The man stood up and laughed. ‘Good for you!’
The sound of doors slamming and orders ringing down corridors interrupted them.
‘HEY!’
‘SIR!’
‘SWEEP THAT UP!’
‘SIR!’
‘AND WHEN YOU’VE FINISHED, WASH THE BROOM AND REPORT TO ME! BRING A SHOVEL!’
‘SIR!’
‘I’VE GOT ANOTHER LITTLE JOB FOR YOU! SOMETHING YOU’LL ENJOY VERY MUCH.’
‘SIR!’
‘YOU LIKE WORKING HERE, DON’T YOU?’
‘OH YES SIR.’
A door slammed. Keys jangled.
‘How about a drink?’ said Georges.
‘Sure!’ The prisoner left.
Georges waited. A drink. He bit a fingernail as he waited. The prisoner came back with a jug of water.
‘No,’ said Georges. ‘A real drink!’
The prisoner laughed again. ‘Oh sure,’ he said, and left the jug on the floor. ‘Sure!’
‘I thought you…’
‘Go to sleep.’
Odette screwed her eyes tight and refused to listen. They were locked in at nine o’clock but lights and noise from the streets kept them awake. The sound of cars and people meeting each other, talking about the usual things people talk about on warm streets in the evening. Bars were open.
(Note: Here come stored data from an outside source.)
//! Canonical module identity.
//!
//! A module is identified by its declared name and version plus the file it
//! resolved to, carried around as a single canonical key string of the form
//! `"ns:name, Version=1.2.3|/path/to/name.wasm"`. Equality and hashing go
//! through the derived component identifier rather than the raw key, so two
//! resolved copies of the same logical name and version collapse to one
//! identity even when the paths differ.

use std::fmt;
use std::hash::{Hash, Hasher};
use std::path::Path;

use anyhow::{Context, Result};
use serde::{Deserialize, Deserializer, Serialize, Serializer};

use crate::naming;

#[derive(Debug, Clone)]
pub struct ModuleIdentity {
    key: String,
    version: f64,
}

impl ModuleIdentity {
    /// Build an identity from a resolved file and the raw identity string the
    /// referencing module declared (`"ns:name, Version=1.2.3"`; only the
    /// first two comma-separated segments are kept).
    ///
    /// Fails when the version declaration is absent or non-numeric.
    pub fn from_file(path: &Path, raw_identity: &str) -> Result<Self> {
        let bits: Vec<&str> = raw_identity.split(',').collect();
        let head = bits[..bits.len().min(2)].join(",");
        let key = format!("{head}|{}", path.display());

        let declaration = bits.get(1).with_context(|| {
            format!("module identity '{raw_identity}' has no version declaration")
        })?;
        let value = declaration.split('=').nth(1).with_context(|| {
            format!("module identity '{raw_identity}' has no version value")
        })?;
        let major_minor: String = value
            .trim()
            .split('.')
            .take(2)
            .collect::<Vec<_>>()
            .join(".");
        let version = major_minor.parse().with_context(|| {
            format!("module identity '{raw_identity}' has a non-numeric version")
        })?;

        Ok(Self { key, version })
    }

    /// Rebuild an identity from a previously serialized canonical key.
    ///
    /// The major.minor version is not recoverable from this form; consumers
    /// of round-tripped identities only need equality and the derived ids.
    pub fn from_key(key: impl Into<String>) -> Self {
        Self {
            key: key.into(),
            version: 0.0,
        }
    }

    /// Major.minor version as a single number, used only for ordering output.
    pub fn version(&self) -> f64 {
        self.version
    }

    /// Stable component identifier, bounded at [`naming::ID_LIMIT`].
    pub fn component_id(&self) -> String {
        component_id_for(&self.key, "")
    }

    /// Component identifier carrying a dependency-set suffix, so identical
    /// binaries tracked under different named sets stay distinguishable.
    pub fn component_id_in(&self, set_name: &str) -> String {
        component_id_for(&self.key, set_name)
    }

    /// Stable file identifier, bounded at [`naming::ID_LIMIT`].
    pub fn file_id(&self) -> String {
        file_id_for(&self.key, "")
    }

    /// File identifier carrying a dependency-set suffix.
    pub fn file_id_in(&self, set_name: &str) -> String {
        file_id_for(&self.key, set_name)
    }

    /// Resolved on-disk location.
    pub fn file_path(&self) -> &str {
        self.key.split('|').nth(1).unwrap_or("")
    }

    /// Bare file name of the resolved location.
    pub fn file_name(&self) -> String {
        Path::new(self.file_path())
            .file_name()
            .map(|name| name.to_string_lossy().into_owned())
            .unwrap_or_default()
    }
}

/// Sanitized `name_version` stem shared by the component and file ids.
fn id_stem(key: &str) -> String {
    let head = key.split('|').next().unwrap_or("");
    naming::filter_junk(&head.replace(", Version=", "_"))
}

fn suffixed(stem: String, set_name: &str) -> String {
    if set_name.is_empty() {
        stem
    } else {
        format!("{stem}_{}", naming::filter_junk(set_name))
    }
}

pub fn component_id_for(key: &str, set_name: &str) -> String {
    naming::limit_right(
        naming::ID_LIMIT,
        &suffixed(format!("cmp_{}", id_stem(key)), set_name),
    )
}

pub fn file_id_for(key: &str, set_name: &str) -> String {
    naming::limit_right(
        naming::ID_LIMIT,
        &suffixed(format!("file_{}", id_stem(key)), set_name),
    )
}

impl fmt::Display for ModuleIdentity {
    fn fmt(&self, f: &mut fmt::Formatter<'_>) -> fmt::Result {
        f.write_str(&self.key)
    }
}

impl PartialEq for ModuleIdentity {
    fn eq(&self, other: &Self) -> bool {
        self.component_id() == other.component_id()
    }
}

impl Eq for ModuleIdentity {}

impl Hash for ModuleIdentity {
    fn hash<H: Hasher>(&self, state: &mut H) {
        self.component_id().hash(state);
    }
}

impl Serialize for ModuleIdentity {
    fn serialize<S: Serializer>(&self, serializer: S) -> Result<S::Ok, S::Error> {
        serializer.serialize_str(&self.key)
    }
}

impl<'de> Deserialize<'de> for ModuleIdentity {
    fn deserialize<D: Deserializer<'de>>(deserializer: D) -> Result<Self, D::Error> {
        let key = String::deserialize(deserializer)?;
        Ok(Self::from_key(key))
    }
}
Nine days later, the Ilois were taken from their cells and counted back onto The Nordvaer. Her cargo had been unloaded. The weather was hot, palm trees nodded over sweeps of blinding sand. The sun stung the roads and the air filled with the smell of melting tar as she nudged her way out of harbour and set course for Mauritius.